Taylors Mistake - a beach no doubt named after some fatal or non-fatal lapse of judgement, a misreading of the tide, or a misreading of the map, landing some old settler on the wrong stretch of sand. A local story long forgotten by the living, but kept alive by the name, carved into the peninsula, solid as the cliffs. I keep telling myself I'll look it up, find out who Taylor was and what he did wrong, but even now with the search bar in front of me, I don't. I want to leave it a bit longer, to stay not knowing.
Today I'm once again looking at lines in the sand - real, physical ones, and not just symbolic, though they probably symbolise something; everything does.
These lines are impressively geometric and are being cut by a teenage lad, watched by his girlfriend who may be impressed or bored or something else entirely. The lines go vertically all the way down the beach, then horizontal for a few feet, then back up; a repeating, right-angled pattern that reminds me of the square wave of a synthesizer.
The couple have a camera on a tripod, maybe to capture the design once it's finished, preserving the image before the sea takes it away again, or to record the hurried making of it. The act of digging those straight trenches feels noteworthy. I'm noting them down, so why wouldn't they want to record it in some way themselves?

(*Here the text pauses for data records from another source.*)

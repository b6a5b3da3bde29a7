//! Single-threaded cooperative event scheduler.
//!
//! One logical executor runs queued events to completion in FIFO order.
//! Time-delayed events go through a planner and join the same FIFO once
//! their deadline elapses. The clock is virtual: it only moves when
//! [advance](Scheduler::advance) is called, which keeps simulations and
//! tests deterministic.

use std::collections::{BTreeMap, VecDeque};
use std::time::{Duration, Instant};

#[derive(Debug, Clone, Copy, PartialEq, Eq)]
/// Handle to a planned (time-delayed) event, used to cancel it.
pub struct ActionId {
    deadline: Instant,
    seq: u64,
}

#[derive(Debug)]
/// FIFO of ready events plus a deadline-ordered planner.
pub struct Scheduler<E> {
    now: Instant,
    seq: u64,
    queue: VecDeque<E>,
    planned: BTreeMap<(Instant, u64), E>,
}

impl<E> Scheduler<E> {
    pub fn new() -> Self {
        Scheduler {
            now: Instant::now(),
            seq: 0,
            queue: VecDeque::new(),
            planned: BTreeMap::new(),
        }
    }

    // === Getters ===

    /// The scheduler's (virtual) current time.
    pub fn now(&self) -> Instant {
        self.now
    }

    /// Returns `true` when no event is ready and none is planned.
    pub fn is_idle(&self) -> bool {
        self.queue.is_empty() && self.planned.is_empty()
    }

    /// Time until the earliest planned event is due, if any.
    pub fn time_to_next_planned(&self) -> Option<Duration> {
        self.planned
            .keys()
            .next()
            .map(|(deadline, _)| deadline.saturating_duration_since(self.now))
    }

    // === Public Methods ===

    /// Append an event to the ready FIFO.
    pub fn enqueue(&mut self, event: E) {
        self.queue.push_back(event);
    }

    /// Plan an event to become ready `delay` from now.
    pub fn schedule_in(&mut self, delay: Duration, event: E) -> ActionId {
        let deadline = self.now + delay;
        let seq = self.seq;
        self.seq += 1;

        self.planned.insert((deadline, seq), event);

        ActionId { deadline, seq }
    }

    /// Drop a planned event. Returns `false` if it already fired or was
    /// cancelled before.
    pub fn cancel(&mut self, action: ActionId) -> bool {
        self.planned.remove(&(action.deadline, action.seq)).is_some()
    }

    /// Pop the next ready event, FIFO.
    pub fn next_ready(&mut self) -> Option<E> {
        self.queue.pop_front()
    }

    /// Move the clock forward. Planned events whose deadline is reached
    /// join the ready FIFO in deadline-then-insertion order.
    pub fn advance(&mut self, by: Duration) {
        self.now += by;

        while let Some(entry) = self.planned.first_entry() {
            if entry.key().0 > self.now {
                break;
            }
            let (_, event) = entry.remove_entry();
            self.queue.push_back(event);
        }
    }
}

impl<E> Default for Scheduler<E> {
    fn default() -> Self {
        Self::new()
    }
}

#[cfg(test)]
mod test {
    use super::*;

    #[test]
    fn ready_events_pop_in_fifo_order() {
        let mut scheduler = Scheduler::new();

        scheduler.enqueue(1);
        scheduler.enqueue(2);
        scheduler.enqueue(3);

        assert_eq!(scheduler.next_ready(), Some(1));
        assert_eq!(scheduler.next_ready(), Some(2));
        assert_eq!(scheduler.next_ready(), Some(3));
        assert_eq!(scheduler.next_ready(), None);
    }

    #[test]
    fn planned_events_fire_in_deadline_order() {
        let mut scheduler = Scheduler::new();

        scheduler.schedule_in(Duration::from_secs(3), "late");
        scheduler.schedule_in(Duration::from_secs(1), "early");
        scheduler.enqueue("now");

        assert_eq!(scheduler.next_ready(), Some("now"));
        assert_eq!(scheduler.next_ready(), None);

        scheduler.advance(Duration::from_secs(2));
        assert_eq!(scheduler.next_ready(), Some("early"));
        assert_eq!(scheduler.next_ready(), None);

        scheduler.advance(Duration::from_secs(2));
        assert_eq!(scheduler.next_ready(), Some("late"));
        assert!(scheduler.is_idle());
    }

    #[test]
    fn same_deadline_preserves_insertion_order() {
        let mut scheduler = Scheduler::new();

        scheduler.schedule_in(Duration::from_secs(1), "first");
        scheduler.schedule_in(Duration::from_secs(1), "second");

        scheduler.advance(Duration::from_secs(1));

        assert_eq!(scheduler.next_ready(), Some("first"));
        assert_eq!(scheduler.next_ready(), Some("second"));
    }

    #[test]
    fn cancelled_actions_never_fire() {
        let mut scheduler = Scheduler::new();

        scheduler.schedule_in(Duration::from_secs(1), "keep");
        let cancelled = scheduler.schedule_in(Duration::from_secs(1), "cancelled");

        assert!(scheduler.cancel(cancelled));
        assert!(!scheduler.cancel(cancelled));

        scheduler.advance(Duration::from_secs(5));

        assert_eq!(scheduler.next_ready(), Some("keep"));
        assert_eq!(scheduler.next_ready(), None);
    }

    #[test]
    fn time_to_next_planned_tracks_earliest() {
        let mut scheduler = Scheduler::new();

        assert_eq!(scheduler.time_to_next_planned(), None);

        scheduler.schedule_in(Duration::from_secs(5), ());
        scheduler.schedule_in(Duration::from_secs(2), ());

        assert_eq!(
            scheduler.time_to_next_planned(),
            Some(Duration::from_secs(2))
        );
    }
}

At the side of the cove sits a small, possibly vacant beach house, tucked just out of reach beyond a wall of tired, native shrub. Unlike most of the buildings here it seems primarily fashioned out of clay and brick, and there are rectilinear designs carved into its outer walls, not dissimilar to those being drawn in the sand only a few hundred metres away. I wonder how they might be linked - did the young lad see that strange beach house as he and his partner climbed down from the headland? Are they staying there for the weekend? Does one of their families own it? Or is there just something about this bay that guides the mind and the hand towards straight lines, despite the chaotic profusion of rock and surf?
I imagine tiny creatures living in those perpendicular trenches on the shore, glistening but invisible to the naked eye, never appearing in photographs or video footage. The only way you can see them is by lowering your gaze as close to the sand as possible, and even then nothing is guaranteed. No one can count the number of legs they might have.